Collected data
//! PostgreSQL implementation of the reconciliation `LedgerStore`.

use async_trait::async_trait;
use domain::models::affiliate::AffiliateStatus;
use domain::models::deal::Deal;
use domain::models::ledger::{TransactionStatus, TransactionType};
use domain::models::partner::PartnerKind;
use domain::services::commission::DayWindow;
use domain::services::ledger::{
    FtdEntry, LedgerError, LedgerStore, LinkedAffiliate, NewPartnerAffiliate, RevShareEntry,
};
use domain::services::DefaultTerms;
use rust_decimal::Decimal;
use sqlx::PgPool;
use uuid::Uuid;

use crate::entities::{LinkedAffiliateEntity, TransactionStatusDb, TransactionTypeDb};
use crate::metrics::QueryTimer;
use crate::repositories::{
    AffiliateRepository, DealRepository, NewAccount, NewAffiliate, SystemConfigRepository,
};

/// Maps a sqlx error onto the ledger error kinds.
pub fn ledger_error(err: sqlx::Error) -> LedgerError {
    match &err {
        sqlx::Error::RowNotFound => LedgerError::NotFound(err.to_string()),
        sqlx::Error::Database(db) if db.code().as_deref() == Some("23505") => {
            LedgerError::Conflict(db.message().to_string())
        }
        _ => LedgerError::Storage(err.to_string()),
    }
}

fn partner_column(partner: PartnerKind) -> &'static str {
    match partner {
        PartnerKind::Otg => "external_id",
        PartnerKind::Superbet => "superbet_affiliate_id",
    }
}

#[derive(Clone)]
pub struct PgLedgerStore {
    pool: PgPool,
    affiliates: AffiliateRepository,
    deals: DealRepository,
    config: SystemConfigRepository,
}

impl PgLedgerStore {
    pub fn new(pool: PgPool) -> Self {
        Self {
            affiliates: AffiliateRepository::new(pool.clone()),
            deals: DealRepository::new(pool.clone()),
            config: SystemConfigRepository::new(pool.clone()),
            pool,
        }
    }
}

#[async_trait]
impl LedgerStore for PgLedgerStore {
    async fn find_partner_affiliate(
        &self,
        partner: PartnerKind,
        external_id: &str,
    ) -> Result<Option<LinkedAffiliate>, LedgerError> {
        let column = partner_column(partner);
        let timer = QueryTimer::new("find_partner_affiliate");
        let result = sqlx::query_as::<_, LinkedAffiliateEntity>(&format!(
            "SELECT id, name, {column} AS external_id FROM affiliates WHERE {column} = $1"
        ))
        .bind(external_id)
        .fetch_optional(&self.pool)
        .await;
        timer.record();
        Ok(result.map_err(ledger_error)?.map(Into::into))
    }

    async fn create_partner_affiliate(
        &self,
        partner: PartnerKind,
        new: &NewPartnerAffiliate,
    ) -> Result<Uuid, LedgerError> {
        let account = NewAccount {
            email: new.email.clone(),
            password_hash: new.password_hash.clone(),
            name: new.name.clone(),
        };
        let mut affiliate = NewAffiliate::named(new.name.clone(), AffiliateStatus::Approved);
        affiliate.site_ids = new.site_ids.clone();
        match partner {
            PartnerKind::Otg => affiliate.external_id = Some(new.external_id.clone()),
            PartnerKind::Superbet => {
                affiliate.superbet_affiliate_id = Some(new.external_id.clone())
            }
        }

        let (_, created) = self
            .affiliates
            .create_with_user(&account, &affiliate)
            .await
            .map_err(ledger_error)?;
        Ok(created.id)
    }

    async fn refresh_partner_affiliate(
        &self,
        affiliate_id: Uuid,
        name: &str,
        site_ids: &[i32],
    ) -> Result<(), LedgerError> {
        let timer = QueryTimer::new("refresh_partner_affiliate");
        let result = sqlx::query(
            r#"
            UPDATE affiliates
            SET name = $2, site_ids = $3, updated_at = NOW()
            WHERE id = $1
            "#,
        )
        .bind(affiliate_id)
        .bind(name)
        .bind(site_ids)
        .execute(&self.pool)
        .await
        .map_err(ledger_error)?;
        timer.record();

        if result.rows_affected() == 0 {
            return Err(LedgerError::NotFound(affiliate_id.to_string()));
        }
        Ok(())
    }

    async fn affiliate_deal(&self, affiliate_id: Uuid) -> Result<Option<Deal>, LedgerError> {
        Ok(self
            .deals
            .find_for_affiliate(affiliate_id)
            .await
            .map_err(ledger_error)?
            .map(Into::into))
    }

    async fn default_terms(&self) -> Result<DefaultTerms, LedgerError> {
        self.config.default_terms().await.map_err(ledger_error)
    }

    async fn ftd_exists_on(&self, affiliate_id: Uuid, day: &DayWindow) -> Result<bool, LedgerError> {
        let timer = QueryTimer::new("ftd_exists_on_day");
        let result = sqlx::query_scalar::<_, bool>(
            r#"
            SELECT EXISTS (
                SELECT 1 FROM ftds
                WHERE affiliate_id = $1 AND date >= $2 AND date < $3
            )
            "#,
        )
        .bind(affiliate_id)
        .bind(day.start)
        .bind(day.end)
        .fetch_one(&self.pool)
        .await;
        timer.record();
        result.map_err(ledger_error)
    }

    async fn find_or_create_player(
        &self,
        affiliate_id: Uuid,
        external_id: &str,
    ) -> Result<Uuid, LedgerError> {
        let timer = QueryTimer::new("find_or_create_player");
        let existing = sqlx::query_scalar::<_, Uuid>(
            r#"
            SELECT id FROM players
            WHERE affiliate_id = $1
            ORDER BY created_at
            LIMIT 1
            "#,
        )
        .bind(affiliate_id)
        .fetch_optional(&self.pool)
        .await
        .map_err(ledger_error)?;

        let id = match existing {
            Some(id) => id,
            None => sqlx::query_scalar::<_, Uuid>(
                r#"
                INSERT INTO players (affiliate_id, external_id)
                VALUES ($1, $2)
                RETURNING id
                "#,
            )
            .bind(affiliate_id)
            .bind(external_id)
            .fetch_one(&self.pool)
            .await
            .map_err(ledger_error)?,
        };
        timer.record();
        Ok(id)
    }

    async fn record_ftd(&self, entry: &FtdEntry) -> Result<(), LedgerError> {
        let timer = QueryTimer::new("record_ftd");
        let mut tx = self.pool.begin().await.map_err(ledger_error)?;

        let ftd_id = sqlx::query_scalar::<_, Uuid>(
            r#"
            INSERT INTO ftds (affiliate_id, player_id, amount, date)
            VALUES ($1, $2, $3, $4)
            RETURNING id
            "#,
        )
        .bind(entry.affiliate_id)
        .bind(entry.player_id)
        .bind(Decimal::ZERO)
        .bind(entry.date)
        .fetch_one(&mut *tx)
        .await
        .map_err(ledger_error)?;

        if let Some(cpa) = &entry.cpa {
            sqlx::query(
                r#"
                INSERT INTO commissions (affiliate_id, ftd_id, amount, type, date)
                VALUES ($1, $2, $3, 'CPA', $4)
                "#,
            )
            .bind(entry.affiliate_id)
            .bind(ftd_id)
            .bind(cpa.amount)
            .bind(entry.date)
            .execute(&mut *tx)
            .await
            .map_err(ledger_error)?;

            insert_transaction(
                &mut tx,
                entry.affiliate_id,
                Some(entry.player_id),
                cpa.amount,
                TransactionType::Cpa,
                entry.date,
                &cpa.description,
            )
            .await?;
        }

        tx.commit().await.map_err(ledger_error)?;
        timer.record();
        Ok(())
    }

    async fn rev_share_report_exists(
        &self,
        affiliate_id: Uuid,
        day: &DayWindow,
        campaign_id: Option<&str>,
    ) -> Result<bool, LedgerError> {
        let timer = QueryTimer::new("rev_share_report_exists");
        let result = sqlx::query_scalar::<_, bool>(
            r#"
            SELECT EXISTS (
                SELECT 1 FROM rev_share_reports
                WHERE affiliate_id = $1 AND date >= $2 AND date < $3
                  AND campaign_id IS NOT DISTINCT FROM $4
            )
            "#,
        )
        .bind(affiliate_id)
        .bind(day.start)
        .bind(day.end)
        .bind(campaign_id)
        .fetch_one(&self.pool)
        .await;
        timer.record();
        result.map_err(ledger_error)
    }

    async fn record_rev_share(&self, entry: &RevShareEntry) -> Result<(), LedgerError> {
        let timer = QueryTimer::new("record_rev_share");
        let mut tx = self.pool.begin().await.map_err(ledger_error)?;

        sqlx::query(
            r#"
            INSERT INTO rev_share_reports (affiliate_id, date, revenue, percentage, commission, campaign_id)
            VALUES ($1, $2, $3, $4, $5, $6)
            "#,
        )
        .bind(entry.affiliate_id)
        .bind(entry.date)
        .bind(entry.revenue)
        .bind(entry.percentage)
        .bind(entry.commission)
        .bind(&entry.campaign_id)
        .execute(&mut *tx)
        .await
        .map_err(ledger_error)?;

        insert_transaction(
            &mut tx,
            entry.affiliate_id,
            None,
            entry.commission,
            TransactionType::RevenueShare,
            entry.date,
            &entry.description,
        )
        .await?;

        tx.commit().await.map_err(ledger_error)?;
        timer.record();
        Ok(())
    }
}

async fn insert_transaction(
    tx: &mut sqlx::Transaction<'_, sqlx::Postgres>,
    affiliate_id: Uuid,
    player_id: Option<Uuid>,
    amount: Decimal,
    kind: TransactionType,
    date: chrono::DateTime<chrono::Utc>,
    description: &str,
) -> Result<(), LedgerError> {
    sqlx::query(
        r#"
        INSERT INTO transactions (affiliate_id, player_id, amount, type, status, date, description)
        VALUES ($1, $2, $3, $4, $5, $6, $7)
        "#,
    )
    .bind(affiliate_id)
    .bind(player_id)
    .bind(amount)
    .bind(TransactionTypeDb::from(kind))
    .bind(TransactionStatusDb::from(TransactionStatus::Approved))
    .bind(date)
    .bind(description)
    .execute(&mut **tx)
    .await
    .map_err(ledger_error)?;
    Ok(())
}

(Task details) Please say how many lines in the records above contain the word "players", and give only that number.

(Expected answer) 2